Several technologies exist for energy storage, but the most common are Battery Electric Vehicles, Fuel Cell EV’s and Hybrids.
Battery Electric Vehicles are equipped with a lithium-ion battery to power an electric motor, which runs the car.
They are solely powered by electricity These cars usually have high-capacity batteries that give a range of up to 640km on a single charge and can weigh as much as 500kg.
Due to this, they are usually the most expensive types of electrified vehicles in the market.
Fuel Cell EV’s are powered by hydrogen which goes through a fuel cell and generates electricity which ultimately powers the electric motor.
HFCEV’s are especially appealing due to their fast refilling and their carbon-efficiency. Hydrogen is usually filled up at dedicated hydrogen stations which requires less than 5 minutes to refuel and provides a driving range of up to 500km on a tank of hydrogen.
Plug-in Hybrids have a smaller lithium-ion battery in comparison to battery EV’s, but also have a small engine that powers the car.

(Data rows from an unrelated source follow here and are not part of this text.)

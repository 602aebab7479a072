//! De-charted and de-texted copies of a chart image
//!
//! Legend reconstruction needs an image where the charts themselves are
//! gone, otherwise slice borders and the numbers printed inside the ring
//! end up in the OCR blocks. Color sampling needs the opposite: the ring
//! without the dark text drawn over it, filled in from the surrounding
//! slice colors.

use opencv::{
    core::{Mat, Point, Rect, Scalar},
    imgproc::{self, FILLED, LINE_8, MORPH_ELLIPSE, THRESH_BINARY_INV},
    photo::{inpaint, INPAINT_TELEA},
    prelude::*,
};
use tracing::debug;

use crate::config::Profile;
use crate::constants::masking;
use crate::detection::DetectedCircle;
use crate::imaging;
use crate::{ChartError, Result};

const WHITE: f64 = 255.0;

/// Builds the masked image variants used by the later stages
pub struct ChartMasking {
    border_width: i32,
    box_margin: i32,
    erase_margin: i32,
    text_threshold: f64,
    inpaint_radius: f64,
}

impl Default for ChartMasking {
    fn default() -> Self {
        Self::new()
    }
}

impl ChartMasking {
    pub fn new() -> Self {
        Self {
            border_width: masking::BORDER_WIDTH,
            box_margin: masking::BOX_MARGIN,
            erase_margin: masking::CIRCLE_ERASE_MARGIN,
            text_threshold: masking::TEXT_DARKNESS_THRESHOLD,
            inpaint_radius: masking::INPAINT_RADIUS,
        }
    }

    /// Masking with a profile's text darkness and inpainting settings
    pub fn from_profile(profile: &Profile) -> Self {
        Self {
            text_threshold: profile.text_darkness_threshold,
            inpaint_radius: profile.inpaint_radius,
            ..Self::new()
        }
    }

    /// Copy of `image` with the page border and every chart painted white
    ///
    /// `circles` are all circles of the Hough search, unfiltered: secondary
    /// charts must disappear as well even when they are not analyzed.
    pub fn dechart(&self, image: &Mat, circles: &[DetectedCircle]) -> Result<Mat> {
        let mut out = image
            .try_clone()
            .map_err(|e| ChartError::opencv("de-charted copy", e))?;
        let (width, height) = (out.cols(), out.rows());
        let white = Scalar::all(WHITE);

        imgproc::rectangle(
            &mut out,
            Rect::new(0, 0, width, height),
            white,
            self.border_width,
            LINE_8,
            0,
        )
        .map_err(|e| ChartError::opencv("border erase", e))?;

        if let Some(cover) = self.chart_cover(circles, width, height) {
            imgproc::rectangle(&mut out, cover, white, FILLED, LINE_8, 0)
                .map_err(|e| ChartError::opencv("chart box erase", e))?;
        }

        let min_dim = width.min(height) as f32;
        for circle in circles {
            if circle.radius > min_dim * masking::DISC_ERASE_FACTOR {
                let (cx, cy, r) = circle.rounded();
                imgproc::circle(
                    &mut out,
                    Point::new(cx, cy),
                    r + self.erase_margin,
                    white,
                    FILLED,
                    LINE_8,
                    0,
                )
                .map_err(|e| ChartError::opencv("chart disc erase", e))?;
            }
        }

        Ok(out)
    }

    /// Box covering the first circle and every circle large enough not to
    /// be noise, clamped to the image
    fn chart_cover(&self, circles: &[DetectedCircle], width: i32, height: i32) -> Option<Rect> {
        let mut bounds: Option<(i32, i32, i32, i32)> = None;
        for (i, circle) in circles.iter().enumerate() {
            if i > 0 && circle.radius <= masking::MIN_BOX_RADIUS {
                continue;
            }
            let (cx, cy, r) = circle.rounded();
            let r = r + self.box_margin;
            bounds = Some(match bounds {
                None => (cx - r, cy - r, cx + r, cy + r),
                Some((x0, y0, x1, y1)) => (x0.min(cx - r), y0.min(cy - r), x1.max(cx + r), y1.max(cy + r)),
            });
        }
        let (x0, y0, x1, y1) = bounds?;
        let cover = imaging::clamp_rect(Rect::new(x0, y0, x1 - x0 + 1, y1 - y0 + 1), width, height);
        debug!(?cover, "chart cover box");
        cover
    }

    /// Copy of `image` where dark text is inpainted from its surroundings
    pub fn detext(&self, image: &Mat) -> Result<Mat> {
        let max = imaging::max_channel(image)?;
        let (mask, _) = imaging::threshold(&max, self.text_threshold, THRESH_BINARY_INV)?;
        let grow = imaging::kernel(MORPH_ELLIPSE, masking::TEXT_DILATE_SIZE, masking::TEXT_DILATE_SIZE)?;
        let mask = imaging::dilate(&mask, &grow)?;

        let mut out = Mat::default();
        inpaint(image, &mask, &mut out, self.inpaint_radius, INPAINT_TELEA)
            .map_err(|e| ChartError::opencv("text inpainting", e))?;
        Ok(out)
    }
}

Such cars can run for an average of 50km on a single charge powered by the battery alone, and switch to the petrol engine for longer distances.
They can be charged via electricity but also can run on petrol alone, using the regenerative power of braking to recharge the battery.
Hybrid Vehicles have some of the smallest batteries in the electrified vehicle segment. They don’t require external charging since the batteries are replenished during braking, which can be used while accelerating and coasting the car.
They usually are the lightest of all electrified vehicles and are also the cheapest due to the battery being an expensive component.